▶ TASK PROMPT: All entries below are to be set down again, identical to the source.

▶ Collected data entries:
_ _ _
//! Per-operation task ledger.
//!
//! Executing operations write host assignment, status and results here;
//! status queries and path lookups read from it. Records are created lazily
//! on first write and only go away through [`TaskLedger::clear`].
//!
//! Each operation id is written by exactly one executing operation, so the
//! ledger only has to keep distinct ids from contending. It is backed by a
//! sharded [`DashMap`].

use std::collections::HashMap;

use chrono::{DateTime, Utc};
use dashmap::mapref::one::RefMut;
use dashmap::DashMap;
use serde::{Deserialize, Serialize};
use serde_json::{Map, Value};
use tracing::trace;

use crate::{OperationId, OperationStatus};

/// Everything the node knows about one operation.
#[derive(Debug, Clone, PartialEq, Serialize, Deserialize)]
#[serde(rename_all = "camelCase")]
pub struct OperationRecord {
    pub operation_id: OperationId,

    /// Execution group; defaults to the operation id.
    pub group: String,

    pub provider_id: Option<String>,

    pub status: OperationStatus,

    pub start_time: Option<DateTime<Utc>>,

    pub end_time: Option<DateTime<Utc>>,

    pub exit_code: Option<i64>,

    /// Log lines in the order they were produced.
    pub logs: Vec<String>,

    /// Host the operation was assigned to.
    pub host: Option<String>,

    pub results: Map<String, Value>,
}

impl OperationRecord {
    /// Minimal record for an operation nothing has been written for yet.
    pub fn new(operation_id: OperationId) -> Self {
        Self {
            group: operation_id.as_str().to_string(),
            operation_id,
            provider_id: None,
            status: OperationStatus::Init,
            start_time: None,
            end_time: None,
            exit_code: None,
            logs: Vec::new(),
            host: None,
            results: Map::new(),
        }
    }

    /// Resolve a dotted path such as `"results.exitCode"` against this record.
    ///
    /// `"host"` returns the host directly. Otherwise the first segment names a
    /// record field and every further segment indexes into a JSON object.
    /// Unknown fields, missing keys and non-object intermediates all resolve
    /// to `None`.
    pub fn resolve(&self, path: &str) -> Option<Value> {
        if path == "host" {
            return self.host.clone().map(Value::String);
        }

        let (root, rest) = match path.split_once('.') {
            Some((root, rest)) => (root, Some(rest)),
            None => (path, None),
        };

        match (root, rest) {
            (_, None) => self.field(root),
            ("results", Some(rest)) => lookup(&self.results, rest),
            (_, Some(rest)) => match self.field(root)? {
                Value::Object(map) => lookup(&map, rest),
                _ => None,
            },
        }
    }

    fn field(&self, name: &str) -> Option<Value> {
        match name {
            "operationId" | "operation_id" => Some(Value::String(self.operation_id.to_string())),
            "group" => Some(Value::String(self.group.clone())),
            "providerId" | "provider_id" => self.provider_id.clone().map(Value::String),
            "status" => Some(Value::String(self.status.as_str().to_string())),
            "startTime" | "start_time" => self.start_time.map(|t| Value::String(t.to_rfc3339())),
            "endTime" | "end_time" => self.end_time.map(|t| Value::String(t.to_rfc3339())),
            "exitCode" | "exit_code" => self.exit_code.map(Value::from),
            "logs" => Some(Value::from(self.logs.clone())),
            "host" => self.host.clone().map(Value::String),
            "results" => Some(Value::Object(self.results.clone())),
            _ => None,
        }
    }
}

fn lookup(map: &Map<String, Value>, path: &str) -> Option<Value> {
    let mut segments = path.split('.');
    let mut current = map.get(segments.next()?)?;
    for segment in segments {
        current = current.as_object()?.get(segment)?;
    }
    Some(current.clone())
}

/// Mapping from operation id to its record, owned by one session.
#[derive(Debug, Default)]
pub struct TaskLedger {
    records: DashMap<OperationId, OperationRecord>,
}

impl TaskLedger {
    pub fn new() -> Self {
        Self::default()
    }

    fn record_mut(&self, operation_id: &OperationId) -> RefMut<'_, OperationId, OperationRecord> {
        self.records
            .entry(operation_id.clone())
            .or_insert_with(|| OperationRecord::new(operation_id.clone()))
    }

    pub fn set_host(&self, operation_id: &OperationId, host: impl Into<String>) {
        let host = host.into();
        trace!(operation_id = %operation_id, host = %host, "host assigned");
        self.record_mut(operation_id).host = Some(host);
    }

    pub fn set_result(&self, operation_id: &OperationId, key: impl Into<String>, value: Value) {
        self.record_mut(operation_id).results.insert(key.into(), value);
    }

    /// Merge `values` into the results, overwriting overlapping keys.
    pub fn set_results(&self, operation_id: &OperationId, values: Map<String, Value>) {
        let mut record = self.record_mut(operation_id);
        for (key, value) in values {
            record.results.insert(key, value);
        }
    }

    pub fn set_group(&self, operation_id: &OperationId, group: impl Into<String>) {
        self.record_mut(operation_id).group = group.into();
    }

    pub fn set_provider(&self, operation_id: &OperationId, provider_id: impl Into<String>) {
        self.record_mut(operation_id).provider_id = Some(provider_id.into());
    }

    pub fn set_status(&self, operation_id: &OperationId, status: OperationStatus) {
        self.record_mut(operation_id).status = status;
    }

    /// Mark the operation as running and stamp its start time.
    pub fn start(&self, operation_id: &OperationId) {
        let mut record = self.record_mut(operation_id);
        record.status = OperationStatus::Running;
        record.start_time = Some(Utc::now());
        trace!(operation_id = %operation_id, "operation started");
    }

    /// Record the final status and exit code and stamp the end time.
    pub fn finish(
        &self,
        operation_id: &OperationId,
        status: OperationStatus,
        exit_code: Option<i64>,
    ) {
        let mut record = self.record_mut(operation_id);
        record.status = status;
        record.exit_code = exit_code;
        record.end_time = Some(Utc::now());
        trace!(operation_id = %operation_id, status = status.as_str(), "operation finished");
    }

    pub fn append_log(&self, operation_id: &OperationId, line: impl Into<String>) {
        self.record_mut(operation_id).logs.push(line.into());
    }

    pub fn get(&self, operation_id: &OperationId) -> Option<OperationRecord> {
        self.records.get(operation_id).map(|r| r.value().clone())
    }

    /// Resolve `path` against the record for `operation_id`.
    ///
    /// `None` when there is no record or the path does not resolve.
    pub fn get_by_path(&self, operation_id: &OperationId, path: &str) -> Option<Value> {
        self.records.get(operation_id)?.resolve(path)
    }

    /// All records, ordered by operation id.
    pub fn snapshot(&self) -> Vec<OperationRecord> {
        let mut records: Vec<OperationRecord> =
            self.records.iter().map(|r| r.value().clone()).collect();
        records.sort_by(|a, b| a.operation_id.cmp(&b.operation_id));
        records
    }

    /// Records belonging to an execution group, ordered by operation id.
    pub fn group(&self, group: &str) -> Vec<OperationRecord> {
        let mut records: Vec<OperationRecord> = self
            .records
            .iter()
            .filter(|r| r.group == group)
            .map(|r| r.value().clone())
            .collect();
        records.sort_by(|a, b| a.operation_id.cmp(&b.operation_id));
        records
    }

    pub fn status_counts(&self) -> HashMap<OperationStatus, usize> {
        let mut counts = HashMap::new();
        for record in self.records.iter() {
            *counts.entry(record.status).or_insert(0) += 1;
        }
        counts
    }

    pub fn len(&self) -> usize {
        self.records.len()
    }

    pub fn is_empty(&self) -> bool {
        self.records.is_empty()
    }

    /// Drop every record. Called when the owning session ends.
    pub fn clear(&self) {
        self.records.clear();
    }
}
_ _ _
▶ RESULT FOR THIS TASK:
//! Per-operation task ledger.
//!
//! Executing operations write host assignment, status and results here;
//! status queries and path lookups read from it. Records are created lazily
//! on first write and only go away through [`TaskLedger::clear`].
//!
//! Each operation id is written by exactly one executing operation, so the
//! ledger only has to keep distinct ids from contending. It is backed by a
//! sharded [`DashMap`].

use std::collections::HashMap;

use chrono::{DateTime, Utc};
use dashmap::mapref::one::RefMut;
use dashmap::DashMap;
use serde::{Deserialize, Serialize};
use serde_json::{Map, Value};
use tracing::trace;

use crate::{OperationId, OperationStatus};

/// Everything the node knows about one operation.
#[derive(Debug, Clone, PartialEq, Serialize, Deserialize)]
#[serde(rename_all = "camelCase")]
pub struct OperationRecord {
    pub operation_id: OperationId,

    /// Execution group; defaults to the operation id.
    pub group: String,

    pub provider_id: Option<String>,

    pub status: OperationStatus,

    pub start_time: Option<DateTime<Utc>>,

    pub end_time: Option<DateTime<Utc>>,

    pub exit_code: Option<i64>,

    /// Log lines in the order they were produced.
    pub logs: Vec<String>,

    /// Host the operation was assigned to.
    pub host: Option<String>,

    pub results: Map<String, Value>,
}

impl OperationRecord {
    /// Minimal record for an operation nothing has been written for yet.
    pub fn new(operation_id: OperationId) -> Self {
        Self {
            group: operation_id.as_str().to_string(),
            operation_id,
            provider_id: None,
            status: OperationStatus::Init,
            start_time: None,
            end_time: None,
            exit_code: None,
            logs: Vec::new(),
            host: None,
            results: Map::new(),
        }
    }

    /// Resolve a dotted path such as `"results.exitCode"` against this record.
    ///
    /// `"host"` returns the host directly. Otherwise the first segment names a
    /// record field and every further segment indexes into a JSON object.
    /// Unknown fields, missing keys and non-object intermediates all resolve
    /// to `None`.
    pub fn resolve(&self, path: &str) -> Option<Value> {
        if path == "host" {
            return self.host.clone().map(Value::String);
        }

        let (root, rest) = match path.split_once('.') {
            Some((root, rest)) => (root, Some(rest)),
            None => (path, None),
        };

        match (root, rest) {
            (_, None) => self.field(root),
            ("results", Some(rest)) => lookup(&self.results, rest),
            (_, Some(rest)) => match self.field(root)? {
                Value::Object(map) => lookup(&map, rest),
                _ => None,
            },
        }
    }

    fn field(&self, name: &str) -> Option<Value> {
        match name {
            "operationId" | "operation_id" => Some(Value::String(self.operation_id.to_string())),
            "group" => Some(Value::String(self.group.clone())),
            "providerId" | "provider_id" => self.provider_id.clone().map(Value::String),
            "status" => Some(Value::String(self.status.as_str().to_string())),
            "startTime" | "start_time" => self.start_time.map(|t| Value::String(t.to_rfc3339())),
            "endTime" | "end_time" => self.end_time.map(|t| Value::String(t.to_rfc3339())),
            "exitCode" | "exit_code" => self.exit_code.map(Value::from),
            "logs" => Some(Value::from(self.logs.clone())),
            "host" => self.host.clone().map(Value::String),
            "results" => Some(Value::Object(self.results.clone())),
            _ => None,
        }
    }
}

fn lookup(map: &Map<String, Value>, path: &str) -> Option<Value> {
    let mut segments = path.split('.');
    let mut current = map.get(segments.next()?)?;
    for segment in segments {
        current = current.as_object()?.get(segment)?;
    }
    Some(current.clone())
}

/// Mapping from operation id to its record, owned by one session.
#[derive(Debug, Default)]
pub struct TaskLedger {
    records: DashMap<OperationId, OperationRecord>,
}

impl TaskLedger {
    pub fn new() -> Self {
        Self::default()
    }

    fn record_mut(&self, operation_id: &OperationId) -> RefMut<'_, OperationId, OperationRecord> {
        self.records
            .entry(operation_id.clone())
            .or_insert_with(|| OperationRecord::new(operation_id.clone()))
    }

    pub fn set_host(&self, operation_id: &OperationId, host: impl Into<String>) {
        let host = host.into();
        trace!(operation_id = %operation_id, host = %host, "host assigned");
        self.record_mut(operation_id).host = Some(host);
    }

    pub fn set_result(&self, operation_id: &OperationId, key: impl Into<String>, value: Value) {
        self.record_mut(operation_id).results.insert(key.into(), value);
    }

    /// Merge `values` into the results, overwriting overlapping keys.
    pub fn set_results(&self, operation_id: &OperationId, values: Map<String, Value>) {
        let mut record = self.record_mut(operation_id);
        for (key, value) in values {
            record.results.insert(key, value);
        }
    }

    pub fn set_group(&self, operation_id: &OperationId, group: impl Into<String>) {
        self.record_mut(operation_id).group = group.into();
    }

    pub fn set_provider(&self, operation_id: &OperationId, provider_id: impl Into<String>) {
        self.record_mut(operation_id).provider_id = Some(provider_id.into());
    }

    pub fn set_status(&self, operation_id: &OperationId, status: OperationStatus) {
        self.record_mut(operation_id).status = status;
    }

    /// Mark the operation as running and stamp its start time.
    pub fn start(&self, operation_id: &OperationId) {
        let mut record = self.record_mut(operation_id);
        record.status = OperationStatus::Running;
        record.start_time = Some(Utc::now());
        trace!(operation_id = %operation_id, "operation started");
    }

    /// Record the final status and exit code and stamp the end time.
    pub fn finish(
        &self,
        operation_id: &OperationId,
        status: OperationStatus,
        exit_code: Option<i64>,
    ) {
        let mut record = self.record_mut(operation_id);
        record.status = status;
        record.exit_code = exit_code;
        record.end_time = Some(Utc::now());
        trace!(operation_id = %operation_id, status = status.as_str(), "operation finished");
    }

    pub fn append_log(&self, operation_id: &OperationId, line: impl Into<String>) {
        self.record_mut(operation_id).logs.push(line.into());
    }

    pub fn get(&self, operation_id: &OperationId) -> Option<OperationRecord> {
        self.records.get(operation_id).map(|r| r.value().clone())
    }

    /// Resolve `path` against the record for `operation_id`.
    ///
    /// `None` when there is no record or the path does not resolve.
    pub fn get_by_path(&self, operation_id: &OperationId, path: &str) -> Option<Value> {
        self.records.get(operation_id)?.resolve(path)
    }

    /// All records, ordered by operation id.
    pub fn snapshot(&self) -> Vec<OperationRecord> {
        let mut records: Vec<OperationRecord> =
            self.records.iter().map(|r| r.value().clone()).collect();
        records.sort_by(|a, b| a.operation_id.cmp(&b.operation_id));
        records
    }

    /// Records belonging to an execution group, ordered by operation id.
    pub fn group(&self, group: &str) -> Vec<OperationRecord> {
        let mut records: Vec<OperationRecord> = self
            .records
            .iter()
            .filter(|r| r.group == group)
            .map(|r| r.value().clone())
            .collect();
        records.sort_by(|a, b| a.operation_id.cmp(&b.operation_id));
        records
    }

    pub fn status_counts(&self) -> HashMap<OperationStatus, usize> {
        let mut counts = HashMap::new();
        for record in self.records.iter() {
            *counts.entry(record.status).or_insert(0) += 1;
        }
        counts
    }

    pub fn len(&self) -> usize {
        self.records.len()
    }

    pub fn is_empty(&self) -> bool {
        self.records.is_empty()
    }

    /// Drop every record. Called when the owning session ends.
    pub fn clear(&self) {
        self.records.clear();
    }
}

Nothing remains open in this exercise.